Nel giro di poco ci raggiunge quel tipo biondo di cui tutta la scuola parla, quel sorriso ammaliante che sfoggia solo per farsi compiacere ed essere ammirato come il più bel capitano e ragazzo della scuola. Le spalle larghe da giocatore numero uno, lo sguardo ammiccante che usa, sicuramente, tutte le volte che vuole farsi adorare da ragazze troppo stupide. Un certo Evan che si porta dietro una fila di donne che hanno creduto nella sua bellezza senza guardare il suo vero essere: un donnaiolo di prima categoria.
«Ciao ragazze...» Ci sorride e vorrei solo vomitare.
«Sei Hazel, giusto?» Mi chiede, chinandosi leggermente verso di me. Annuisco, per evitare di sputargli addosso parole che non mi appartengono. Tu, insieme ad Amanda, ti sei portato via Chris.
«Stiamo organizzando un gioco al piano di sopra, venite?» Ci domanda, alzando un sopracciglio come a sfidarci, costringendoci ad annuire.
Scarlett fa spallucce: «Cosa ne dici?

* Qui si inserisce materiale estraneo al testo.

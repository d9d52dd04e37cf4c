//! SQL schema for the anishelf SQLite store.
//!
//! Executed once at connection startup. Future migrations will be gated on
//! `PRAGMA user_version`.

/// Full schema DDL; idempotent thanks to `CREATE TABLE IF NOT EXISTS`.
pub const SCHEMA: &str = "
PRAGMA journal_mode = WAL;
PRAGMA foreign_keys = ON;

CREATE TABLE IF NOT EXISTS users (
    user_id     INTEGER PRIMARY KEY AUTOINCREMENT,
    username    TEXT NOT NULL UNIQUE COLLATE NOCASE,
    avatar_path TEXT,
    role        TEXT NOT NULL DEFAULT 'user',  -- 'user' | 'moderator' | 'admin'
    created_at  TEXT NOT NULL
);

CREATE TABLE IF NOT EXISTS anime (
    anime_id    INTEGER PRIMARY KEY AUTOINCREMENT,
    title       TEXT NOT NULL,
    alt_title   TEXT,
    kind        TEXT NOT NULL,
    year        INTEGER NOT NULL,           -- year of season_date
    genres      TEXT NOT NULL DEFAULT '[]', -- JSON array of names
    episodes    INTEGER CHECK (episodes >= 0),
    status      TEXT NOT NULL,
    source      TEXT,
    season_date TEXT NOT NULL,              -- YYYY-MM-DD
    description TEXT,
    trailer_url TEXT,
    cover_path  TEXT,
    created_at  TEXT NOT NULL,
    updated_at  TEXT NOT NULL,
    studios         TEXT NOT NULL DEFAULT '[]', -- JSON array of studio ids, lead first
    main_characters TEXT NOT NULL DEFAULT '[]', -- JSON array of {id, name, voice_actor}
    mpaa_rating     TEXT,
    age_rating      TEXT,
    duration        TEXT
);

-- One row per related-anime edge. The inverse edge lives in its own row
-- owned by the other anime; the store keeps both in step on every save.
CREATE TABLE IF NOT EXISTS anime_relations (
    anime_id         INTEGER NOT NULL REFERENCES anime(anime_id) ON DELETE CASCADE,
    related_anime_id INTEGER NOT NULL REFERENCES anime(anime_id) ON DELETE CASCADE,
    relation_type    TEXT NOT NULL,
    position         INTEGER NOT NULL,      -- order within the owner's list
    UNIQUE (anime_id, related_anime_id, relation_type)
);

CREATE TABLE IF NOT EXISTS comments (
    comment_id INTEGER PRIMARY KEY AUTOINCREMENT,
    anime_id   INTEGER NOT NULL REFERENCES anime(anime_id) ON DELETE CASCADE,
    user_id    INTEGER NOT NULL REFERENCES users(user_id) ON DELETE CASCADE,
    parent_id  INTEGER REFERENCES comments(comment_id) ON DELETE CASCADE,
    body       TEXT NOT NULL,
    created_at TEXT NOT NULL,
    updated_at TEXT NOT NULL
);

CREATE TABLE IF NOT EXISTS comment_reactions (
    comment_id INTEGER NOT NULL REFERENCES comments(comment_id) ON DELETE CASCADE,
    user_id    INTEGER NOT NULL REFERENCES users(user_id) ON DELETE CASCADE,
    value      INTEGER NOT NULL CHECK (value IN (1, -1)),
    PRIMARY KEY (comment_id, user_id)
);

CREATE TABLE IF NOT EXISTS anime_lists (
    entry_id   INTEGER PRIMARY KEY AUTOINCREMENT,
    user_id    INTEGER NOT NULL REFERENCES users(user_id) ON DELETE CASCADE,
    anime_id   INTEGER NOT NULL REFERENCES anime(anime_id) ON DELETE CASCADE,
    status     TEXT NOT NULL,
    created_at TEXT NOT NULL,
    updated_at TEXT NOT NULL,
    UNIQUE (user_id, anime_id)
);

CREATE TABLE IF NOT EXISTS friend_requests (
    request_id   INTEGER PRIMARY KEY AUTOINCREMENT,
    requester_id INTEGER NOT NULL REFERENCES users(user_id) ON DELETE CASCADE,
    addressee_id INTEGER NOT NULL REFERENCES users(user_id) ON DELETE CASCADE,
    status       TEXT NOT NULL DEFAULT 'pending',
    created_at   TEXT NOT NULL,
    updated_at   TEXT NOT NULL,
    UNIQUE (requester_id, addressee_id)
);

CREATE TABLE IF NOT EXISTS notifications (
    notification_id TEXT PRIMARY KEY,
    user_id         INTEGER NOT NULL REFERENCES users(user_id) ON DELETE CASCADE,
    kind            TEXT NOT NULL,
    data            TEXT NOT NULL,          -- JSON NotificationData
    read_at         TEXT,
    created_at      TEXT NOT NULL
);

CREATE INDEX IF NOT EXISTS anime_relations_owner_idx ON anime_relations(anime_id, position);
CREATE INDEX IF NOT EXISTS comments_anime_idx        ON comments(anime_id);
CREATE INDEX IF NOT EXISTS comments_parent_idx       ON comments(parent_id);
CREATE INDEX IF NOT EXISTS anime_lists_user_idx      ON anime_lists(user_id);
CREATE INDEX IF NOT EXISTS notifications_user_idx    ON notifications(user_id, created_at);

PRAGMA user_version = 1;
";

Andiamo?» Non faccio in tempo a rispondere che Amanda esclama: «Fantastico! Mi piace la tua amica!» Mi fa l'occhiolino e Evan ci invita a seguirli. Scarlett non dovevi, sei stata un'ingenua perché non posso pensare bene di persone come queste.
Attraversiamo la sala e alcuni ragazzi si aggiungono a noi, mentre saliamo le scale. Tremo un po', senza pensarci. La paura che accada qualcosa a cui non siamo pronte, il timore che non vada per il verso giusto.
«Scarlett, torniamo indietro... dobbiamo cercare anche Helen» Le afferro il polso, quando stiamo per fare l'ultimo scalino.
«Stai tranquilla, non durerà molto» Mi rassicura, portandomi con sé. Sei troppo buona, Scarlett. Cerchi, come me, di vedere la bontà nello sguardo delle altre persone, invano. Siamo accerchiati da gente in cui non possiamo porre la nostra preziosa fiducia, perché ci scottiamo soltanto.
Ci sediamo in cerchio in una sala del secondo piano e, cercando di scacciare la mia frustrazione, mi chiedo quanto sia immensa questa casa. Pensa a cose ridicole, futili. Andrà tutto bene, mi ripeto, attorcigliando le dita tra loro.
Scarlett viene fatta sedere poco distante da me, mentre io mi ritrovo al fianco di sconosciuti. Una bottiglia al centro del cerchio, sulla moquette. Lo sapevo.
Cerco, disperatamente, un altro volto familiare, arrendendomi davanti al fatto che non posso scappare ora, nel silenzio che si è creato.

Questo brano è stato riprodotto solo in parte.